(Stored data)
....................

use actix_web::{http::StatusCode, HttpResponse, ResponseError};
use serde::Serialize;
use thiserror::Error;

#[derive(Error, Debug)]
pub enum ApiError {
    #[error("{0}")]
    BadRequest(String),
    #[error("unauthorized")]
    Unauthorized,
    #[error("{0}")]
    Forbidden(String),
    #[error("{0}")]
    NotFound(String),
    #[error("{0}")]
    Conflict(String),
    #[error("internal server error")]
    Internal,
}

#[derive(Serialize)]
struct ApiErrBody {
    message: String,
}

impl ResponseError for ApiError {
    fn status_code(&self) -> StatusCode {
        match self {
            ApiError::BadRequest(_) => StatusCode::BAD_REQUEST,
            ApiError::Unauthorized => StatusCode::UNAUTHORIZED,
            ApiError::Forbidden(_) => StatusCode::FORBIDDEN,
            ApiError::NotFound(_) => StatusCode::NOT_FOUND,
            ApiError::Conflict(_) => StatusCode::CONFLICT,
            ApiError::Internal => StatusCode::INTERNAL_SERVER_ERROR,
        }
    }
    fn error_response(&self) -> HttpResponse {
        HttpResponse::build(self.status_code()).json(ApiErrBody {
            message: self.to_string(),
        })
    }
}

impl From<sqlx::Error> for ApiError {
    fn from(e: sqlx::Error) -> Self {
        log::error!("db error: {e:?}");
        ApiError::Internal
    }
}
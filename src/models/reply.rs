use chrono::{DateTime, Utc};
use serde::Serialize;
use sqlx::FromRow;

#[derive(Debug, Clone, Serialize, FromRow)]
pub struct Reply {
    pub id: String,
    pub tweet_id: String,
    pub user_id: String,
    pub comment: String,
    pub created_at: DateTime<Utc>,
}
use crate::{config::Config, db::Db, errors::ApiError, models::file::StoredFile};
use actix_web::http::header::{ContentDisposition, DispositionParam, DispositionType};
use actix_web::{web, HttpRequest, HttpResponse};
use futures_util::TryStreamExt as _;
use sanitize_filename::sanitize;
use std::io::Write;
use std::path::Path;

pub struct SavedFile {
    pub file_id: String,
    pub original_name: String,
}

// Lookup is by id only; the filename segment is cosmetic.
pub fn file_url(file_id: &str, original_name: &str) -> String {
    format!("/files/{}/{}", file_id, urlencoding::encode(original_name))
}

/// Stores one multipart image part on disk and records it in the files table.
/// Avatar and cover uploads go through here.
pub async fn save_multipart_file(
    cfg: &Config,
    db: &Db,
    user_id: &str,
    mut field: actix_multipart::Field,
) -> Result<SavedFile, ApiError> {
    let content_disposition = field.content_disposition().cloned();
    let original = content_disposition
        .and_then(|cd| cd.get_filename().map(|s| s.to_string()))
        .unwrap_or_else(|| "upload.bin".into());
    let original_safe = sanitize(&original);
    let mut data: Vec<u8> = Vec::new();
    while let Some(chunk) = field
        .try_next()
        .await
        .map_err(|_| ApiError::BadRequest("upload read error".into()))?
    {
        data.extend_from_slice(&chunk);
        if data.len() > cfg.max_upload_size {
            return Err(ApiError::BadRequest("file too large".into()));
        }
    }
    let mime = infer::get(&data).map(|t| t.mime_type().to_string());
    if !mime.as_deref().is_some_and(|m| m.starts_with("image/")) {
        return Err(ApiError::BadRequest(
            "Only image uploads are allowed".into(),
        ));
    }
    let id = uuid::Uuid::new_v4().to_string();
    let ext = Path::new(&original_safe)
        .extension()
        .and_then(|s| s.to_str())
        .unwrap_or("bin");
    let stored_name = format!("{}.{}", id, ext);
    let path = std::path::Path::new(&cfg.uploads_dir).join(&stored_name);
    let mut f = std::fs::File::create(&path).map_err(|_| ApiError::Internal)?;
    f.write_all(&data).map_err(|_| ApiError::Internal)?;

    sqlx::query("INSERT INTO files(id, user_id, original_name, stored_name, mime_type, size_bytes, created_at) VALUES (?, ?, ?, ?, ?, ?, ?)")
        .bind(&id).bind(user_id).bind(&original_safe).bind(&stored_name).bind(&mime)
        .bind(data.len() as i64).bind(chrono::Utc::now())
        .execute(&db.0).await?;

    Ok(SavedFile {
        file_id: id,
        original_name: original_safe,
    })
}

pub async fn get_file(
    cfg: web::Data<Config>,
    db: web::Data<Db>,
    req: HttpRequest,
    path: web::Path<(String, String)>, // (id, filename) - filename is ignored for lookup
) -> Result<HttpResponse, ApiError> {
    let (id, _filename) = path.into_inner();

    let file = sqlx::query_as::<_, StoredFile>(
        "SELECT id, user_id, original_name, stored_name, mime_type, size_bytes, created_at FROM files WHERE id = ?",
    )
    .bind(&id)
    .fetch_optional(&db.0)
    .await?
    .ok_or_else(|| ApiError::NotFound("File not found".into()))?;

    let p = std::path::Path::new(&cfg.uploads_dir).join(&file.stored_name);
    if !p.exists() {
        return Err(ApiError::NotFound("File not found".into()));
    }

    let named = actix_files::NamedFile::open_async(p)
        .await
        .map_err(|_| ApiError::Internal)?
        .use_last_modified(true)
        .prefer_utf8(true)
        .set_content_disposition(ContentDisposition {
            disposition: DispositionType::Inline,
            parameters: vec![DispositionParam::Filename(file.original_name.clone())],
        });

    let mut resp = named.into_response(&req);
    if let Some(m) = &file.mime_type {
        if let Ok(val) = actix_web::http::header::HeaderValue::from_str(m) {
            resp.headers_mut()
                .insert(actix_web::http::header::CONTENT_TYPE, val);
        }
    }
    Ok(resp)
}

....................

_Exercise description_
Look above for the line with "#[derive(Debug, Clone, Serialize, FromRow)]" and the line with "let mime = infer::get(&data).map(|t|". Write out those two lines and all the lines between them, exactly, and no others.

_Completed task_
#[derive(Debug, Clone, Serialize, FromRow)]
pub struct Reply {
    pub id: String,
    pub tweet_id: String,
    pub user_id: String,
    pub comment: String,
    pub created_at: DateTime<Utc>,
}
use crate::{config::Config, db::Db, errors::ApiError, models::file::StoredFile};
use actix_web::http::header::{ContentDisposition, DispositionParam, DispositionType};
use actix_web::{web, HttpRequest, HttpResponse};
use futures_util::TryStreamExt as _;
use sanitize_filename::sanitize;
use std::io::Write;
use std::path::Path;

pub struct SavedFile {
    pub file_id: String,
    pub original_name: String,
}

// Lookup is by id only; the filename segment is cosmetic.
pub fn file_url(file_id: &str, original_name: &str) -> String {
    format!("/files/{}/{}", file_id, urlencoding::encode(original_name))
}

/// Stores one multipart image part on disk and records it in the files table.
/// Avatar and cover uploads go through here.
pub async fn save_multipart_file(
    cfg: &Config,
    db: &Db,
    user_id: &str,
    mut field: actix_multipart::Field,
) -> Result<SavedFile, ApiError> {
    let content_disposition = field.content_disposition().cloned();
    let original = content_disposition
        .and_then(|cd| cd.get_filename().map(|s| s.to_string()))
        .unwrap_or_else(|| "upload.bin".into());
    let original_safe = sanitize(&original);
    let mut data: Vec<u8> = Vec::new();
    while let Some(chunk) = field
        .try_next()
        .await
        .map_err(|_| ApiError::BadRequest("upload read error".into()))?
    {
        data.extend_from_slice(&chunk);
        if data.len() > cfg.max_upload_size {
            return Err(ApiError::BadRequest("file too large".into()));
        }
    }
    let mime = infer::get(&data).map(|t| t.mime_type().to_string());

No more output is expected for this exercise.